◆ **Activity**
Copy the entries exactly, leaving out nothing.

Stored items
────────────────

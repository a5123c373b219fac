//! Core swap trait for executing swaps and querying pool state.
//!
//! [`SwapPool`] covers the full lifecycle of a trade:
//!
//! 1. **Quote**: [`SwapPool::quote_swap`] prices a trade without touching
//!    state.
//! 2. **Execute**: [`SwapPool::swap`] commits the trade, guarded by the
//!    caller's minimum output.
//! 3. **Inspect**: [`SwapPool::asset_pair`], [`SwapPool::fee_tier`] and
//!    [`SwapPool::reserves`].
//!
//! # Fee Retention
//!
//! The fee is priced out of the input before the curve is applied, but
//! the **full** input is credited to the input reserve:
//!
//! ```text
//! amount_out  = curve(amount_in × (1 − fee))
//! reserve_in  += amount_in
//! reserve_out -= amount_out
//! ```
//!
//! so the retained fee accrues to every share holder.

use crate::domain::{Amount, AssetPair, FeeTier, HolderId, Reserves, SwapDirection, SwapOutcome};
use crate::error::Result;

/// Trait for pools that exchange one asset for the other.
///
/// # Errors
///
/// Common error variants:
///
/// - [`AmmError::EmptyPool`](crate::error::AmmError::EmptyPool): a reserve is zero
/// - [`AmmError::SlippageExceeded`](crate::error::AmmError::SlippageExceeded):
///   output below the caller's bound
/// - [`AmmError::Overflow`](crate::error::AmmError::Overflow): the input reserve
///   would exceed `u128`
pub trait SwapPool {
    /// Sells `amount_in` of the input side selected by `direction`.
    ///
    /// The transition is atomic: on `Err` the reserves are unchanged.
    ///
    /// # Arguments
    ///
    /// - `trader`: who sends the input; used for tracing only, since the
    ///   asset transfer itself is settled outside the pool.
    /// - `amount_in`: input quantity, already escrowed by the caller.
    /// - `direction`: which reserve receives the input.
    /// - `min_amount_out`: the smallest acceptable output.
    ///
    /// # Errors
    ///
    /// - `EmptyPool` if either reserve is zero.
    /// - `InvalidQuantity` if `amount_in` is zero or the output rounds to
    ///   zero.
    /// - `SlippageExceeded` if the output is below `min_amount_out`.
    /// - `Overflow` if the input reserve would exceed `u128`.
    fn swap(
        &mut self,
        trader: &HolderId,
        amount_in: Amount,
        direction: SwapDirection,
        min_amount_out: Amount,
    ) -> Result<SwapOutcome>;

    /// Output that [`swap`](Self::swap) would produce right now.
    ///
    /// # Errors
    ///
    /// Same as [`swap`](Self::swap), minus the slippage check.
    fn quote_swap(&self, amount_in: Amount, direction: SwapDirection) -> Result<Amount>;

    /// Returns the asset pair backing the two reserves.
    #[must_use]
    fn asset_pair(&self) -> &AssetPair;

    /// Returns the swap fee, constant for the pool's lifetime.
    #[must_use]
    fn fee_tier(&self) -> FeeTier;

    /// Returns the current reserves.
    #[must_use]
    fn reserves(&self) -> Reserves;
}
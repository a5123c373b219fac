//! Double-width intermediates for multiply-before-divide.
//!
//! Every ratio in the core has the shape `a × b / c` with `u128` operands.
//! Forming `a × b` in [`U256`] means the product can never overflow, so
//! the only failure left is a *quotient* that does not fit back into
//! `u128`, which is reported as [`AmmError::Overflow`].  The swap formula
//! with a fee multiplies three `u128`-sized factors and uses [`U512`].

#![allow(clippy::assign_op_pattern)]
#![allow(clippy::ptr_offset_with_cast)]
#![allow(clippy::manual_range_contains)]
#![allow(clippy::manual_div_ceil)]

use crate::domain::Rounding;
use crate::error::{AmmError, Result};

pub use uints::{U256, U512};

// Kept apart from the crate's one-parameter `Result` alias, which the
// macro-generated `FromStr` impls would otherwise pick up.
mod uints {
    use uint::construct_uint;

    construct_uint! {
        /// 256-bit unsigned integer for `u128 × u128` products.
        pub struct U256(4);
    }

    construct_uint! {
        /// 512-bit unsigned integer for three-factor products.
        pub struct U512(8);
    }
}

/// Narrows a [`U256`] back to `u128`.
///
/// # Errors
///
/// Returns [`AmmError::Overflow`] with `context` if `value ≥ 2¹²⁸`.
pub fn narrow_u256(value: U256, context: &'static str) -> Result<u128> {
    if value.bits() > 128 {
        return Err(AmmError::Overflow(context));
    }
    Ok(value.low_u128())
}

/// Narrows a [`U512`] back to `u128`.
///
/// # Errors
///
/// Returns [`AmmError::Overflow`] with `context` if `value ≥ 2¹²⁸`.
pub fn narrow_u512(value: U512, context: &'static str) -> Result<u128> {
    if value.bits() > 128 {
        return Err(AmmError::Overflow(context));
    }
    Ok(value.low_u128())
}

/// Divides with an explicit rounding direction.  `denominator` must be
/// non-zero; callers check first.
fn div_rounded_u256(numerator: U256, denominator: U256, rounding: Rounding) -> U256 {
    let (q, r) = numerator.div_mod(denominator);
    if rounding.is_up() && !r.is_zero() {
        q + U256::one()
    } else {
        q
    }
}

/// Computes `a × b / c` with the product held in 256 bits.
///
/// # Examples
///
/// ```
/// use lp_exchange::domain::Rounding;
/// use lp_exchange::math::mul_div;
///
/// assert_eq!(mul_div(10, 200, 100, Rounding::Down).ok(), Some(20));
/// assert_eq!(mul_div(u128::MAX, u128::MAX, u128::MAX, Rounding::Down).ok(), Some(u128::MAX));
/// assert_eq!(mul_div(7, 1, 2, Rounding::Up).ok(), Some(4));
/// ```
///
/// # Errors
///
/// - [`AmmError::DivisionByZero`] if `c == 0`.
/// - [`AmmError::Overflow`] if the quotient exceeds `u128::MAX`.
pub fn mul_div(a: u128, b: u128, c: u128, rounding: Rounding) -> Result<u128> {
    if c == 0 {
        return Err(AmmError::DivisionByZero);
    }
    let product = U256::from(a) * U256::from(b);
    let quotient = div_rounded_u256(product, U256::from(c), rounding);
    narrow_u256(quotient, "mul_div quotient exceeds u128")
}

/// Floor of the square root of `a × b`, computed in 256 bits.
///
/// The result always fits in `u128` because `√(2²⁵⁶) = 2¹²⁸`.
#[must_use]
pub fn sqrt_product(a: u128, b: u128) -> u128 {
    let n = U256::from(a) * U256::from(b);
    if n.is_zero() {
        return 0;
    }
    // Newton iteration from an over-estimate converges monotonically down.
    let mut x = n;
    let two = U256::from(2u8);
    let mut y = x / two + U256::one();
    while y < x {
        x = y;
        y = (x + n / x) / two;
    }
    x.low_u128()
}
//! Value types used throughout the exchange core.
//!
//! Quantities are `u128` newtypes ([`Amount`] for assets, [`Shares`] for
//! LP claims) so the two cannot be mixed up; identifiers are validated on
//! construction; outcomes and snapshots are plain owned values handed back
//! to callers.

mod amount;
mod asset_id;
mod asset_pair;
mod basis_points;
mod fee_tier;
mod holder_id;
mod outcome;
mod rounding;
mod shares;
mod snapshot;
mod swap_direction;

pub use amount::Amount;
pub use asset_id::AssetId;
pub use asset_pair::AssetPair;
pub(crate) use basis_points::BPS_DENOMINATOR;
pub use basis_points::BasisPoints;
pub use fee_tier::FeeTier;
pub use holder_id::HolderId;
pub use outcome::{AddLiquidityOutcome, RemoveLiquidityOutcome, SwapOutcome};
pub use rounding::Rounding;
pub use shares::Shares;
pub use snapshot::{PoolSnapshot, PoolState, Reserves};
pub use swap_direction::SwapDirection;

────────────────

◆ **Expected output**
repository a5123c373b219fac
//! Core swap trait for executing swaps and querying pool state.
//!
//! [`SwapPool`] covers the full lifecycle of a trade:
//!
//! 1. **Quote**: [`SwapPool::quote_swap`] prices a trade without touching
//!    state.
//! 2. **Execute**: [`SwapPool::swap`] commits the trade, guarded by the
//!    caller's minimum output.
//! 3. **Inspect**: [`SwapPool::asset_pair`], [`SwapPool::fee_tier`] and
//!    [`SwapPool::reserves`].
//!
//! # Fee Retention
//!
//! The fee is priced out of the input before the curve is applied, but
//! the **full** input is credited to the input reserve:
//!
//! ```text
//! amount_out  = curve(amount_in × (1 − fee))
//! reserve_in  += amount_in
//! reserve_out -= amount_out
//! ```
//!
//! so the retained fee accrues to every share holder.

use crate::domain::{Amount, AssetPair, FeeTier, HolderId, Reserves, SwapDirection, SwapOutcome};
use crate::error::Result;

/// Trait for pools that exchange one asset for the other.
///
/// # Errors
///
/// Common error variants:
///
/// - [`AmmError::EmptyPool`](crate::error::AmmError::EmptyPool): a reserve is zero
/// - [`AmmError::SlippageExceeded`](crate::error::AmmError::SlippageExceeded):
///   output below the caller's bound
/// - [`AmmError::Overflow`](crate::error::AmmError::Overflow): the input reserve
///   would exceed `u128`
pub trait SwapPool {
    /// Sells `amount_in` of the input side selected by `direction`.
    ///
    /// The transition is atomic: on `Err` the reserves are unchanged.
    ///
    /// # Arguments
    ///
    /// - `trader`: who sends the input; used for tracing only, since the
    ///   asset transfer itself is settled outside the pool.
    /// - `amount_in`: input quantity, already escrowed by the caller.
    /// - `direction`: which reserve receives the input.
    /// - `min_amount_out`: the smallest acceptable output.
    ///
    /// # Errors
    ///
    /// - `EmptyPool` if either reserve is zero.
    /// - `InvalidQuantity` if `amount_in` is zero or the output rounds to
    ///   zero.
    /// - `SlippageExceeded` if the output is below `min_amount_out`.
    /// - `Overflow` if the input reserve would exceed `u128`.
    fn swap(
        &mut self,
        trader: &HolderId,
        amount_in: Amount,
        direction: SwapDirection,
        min_amount_out: Amount,
    ) -> Result<SwapOutcome>;

    /// Output that [`swap`](Self::swap) would produce right now.
    ///
    /// # Errors
    ///
    /// Same as [`swap`](Self::swap), minus the slippage check.
    fn quote_swap(&self, amount_in: Amount, direction: SwapDirection) -> Result<Amount>;

    /// Returns the asset pair backing the two reserves.
    #[must_use]
    fn asset_pair(&self) -> &AssetPair;

    /// Returns the swap fee, constant for the pool's lifetime.
    #[must_use]
    fn fee_tier(&self) -> FeeTier;

    /// Returns the current reserves.
    #[must_use]
    fn reserves(&self) -> Reserves;
}
repository a5123c373b219fac
//! Double-width intermediates for multiply-before-divide.
//!
//! Every ratio in the core has the shape `a × b / c` with `u128` operands.
//! Forming `a × b` in [`U256`] means the product can never overflow, so
//! the only failure left is a *quotient* that does not fit back into
//! `u128`, which is reported as [`AmmError::Overflow`].  The swap formula
//! with a fee multiplies three `u128`-sized factors and uses [`U512`].

#![allow(clippy::assign_op_pattern)]
#![allow(clippy::ptr_offset_with_cast)]
#![allow(clippy::manual_range_contains)]
#![allow(clippy::manual_div_ceil)]

use crate::domain::Rounding;
use crate::error::{AmmError, Result};

pub use uints::{U256, U512};

// Kept apart from the crate's one-parameter `Result` alias, which the
// macro-generated `FromStr` impls would otherwise pick up.
mod uints {
    use uint::construct_uint;

    construct_uint! {
        /// 256-bit unsigned integer for `u128 × u128` products.
        pub struct U256(4);
    }

    construct_uint! {
        /// 512-bit unsigned integer for three-factor products.
        pub struct U512(8);
    }
}

/// Narrows a [`U256`] back to `u128`.
///
/// # Errors
///
/// Returns [`AmmError::Overflow`] with `context` if `value ≥ 2¹²⁸`.
pub fn narrow_u256(value: U256, context: &'static str) -> Result<u128> {
    if value.bits() > 128 {
        return Err(AmmError::Overflow(context));
    }
    Ok(value.low_u128())
}

/// Narrows a [`U512`] back to `u128`.
///
/// # Errors
///
/// Returns [`AmmError::Overflow`] with `context` if `value ≥ 2¹²⁸`.
pub fn narrow_u512(value: U512, context: &'static str) -> Result<u128> {
    if value.bits() > 128 {
        return Err(AmmError::Overflow(context));
    }
    Ok(value.low_u128())
}

/// Divides with an explicit rounding direction.  `denominator` must be
/// non-zero; callers check first.
fn div_rounded_u256(numerator: U256, denominator: U256, rounding: Rounding) -> U256 {
    let (q, r) = numerator.div_mod(denominator);
    if rounding.is_up() && !r.is_zero() {
        q + U256::one()
    } else {
        q
    }
}

/// Computes `a × b / c` with the product held in 256 bits.
///
/// # Examples
///
/// ```
/// use lp_exchange::domain::Rounding;
/// use lp_exchange::math::mul_div;
///
/// assert_eq!(mul_div(10, 200, 100, Rounding::Down).ok(), Some(20));
/// assert_eq!(mul_div(u128::MAX, u128::MAX, u128::MAX, Rounding::Down).ok(), Some(u128::MAX));
/// assert_eq!(mul_div(7, 1, 2, Rounding::Up).ok(), Some(4));
/// ```
///
/// # Errors
///
/// - [`AmmError::DivisionByZero`] if `c == 0`.
/// - [`AmmError::Overflow`] if the quotient exceeds `u128::MAX`.
pub fn mul_div(a: u128, b: u128, c: u128, rounding: Rounding) -> Result<u128> {
    if c == 0 {
        return Err(AmmError::DivisionByZero);
    }
    let product = U256::from(a) * U256::from(b);
    let quotient = div_rounded_u256(product, U256::from(c), rounding);
    narrow_u256(quotient, "mul_div quotient exceeds u128")
}

/// Floor of the square root of `a × b`, computed in 256 bits.
///
/// The result always fits in `u128` because `√(2²⁵⁶) = 2¹²⁸`.
#[must_use]
pub fn sqrt_product(a: u128, b: u128) -> u128 {
    let n = U256::from(a) * U256::from(b);
    if n.is_zero() {
        return 0;
    }
    // Newton iteration from an over-estimate converges monotonically down.
    let mut x = n;
    let two = U256::from(2u8);
    let mut y = x / two + U256::one();
    while y < x {
        x = y;
        y = (x + n / x) / two;
    }
    x.low_u128()
}
//! Value types used throughout the exchange core.
//!
//! Quantities are `u128` newtypes ([`Amount`] for assets, [`Shares`] for
//! LP claims) so the two cannot be mixed up; identifiers are validated on
//! construction; outcomes and snapshots are plain owned values handed back
//! to callers.

mod amount;
mod asset_id;
mod asset_pair;
mod basis_points;
mod fee_tier;
mod holder_id;
mod outcome;
mod rounding;
mod shares;
mod snapshot;
mod swap_direction;

pub use amount::Amount;
pub use asset_id::AssetId;
pub use asset_pair::AssetPair;
pub(crate) use basis_points::BPS_DENOMINATOR;
pub use basis_points::BasisPoints;
pub use fee_tier::FeeTier;
pub use holder_id::HolderId;
pub use outcome::{AddLiquidityOutcome, RemoveLiquidityOutcome, SwapOutcome};
pub use rounding::Rounding;
pub use shares::Shares;
pub use snapshot::{PoolSnapshot, PoolState, Reserves};
pub use swap_direction::SwapDirection;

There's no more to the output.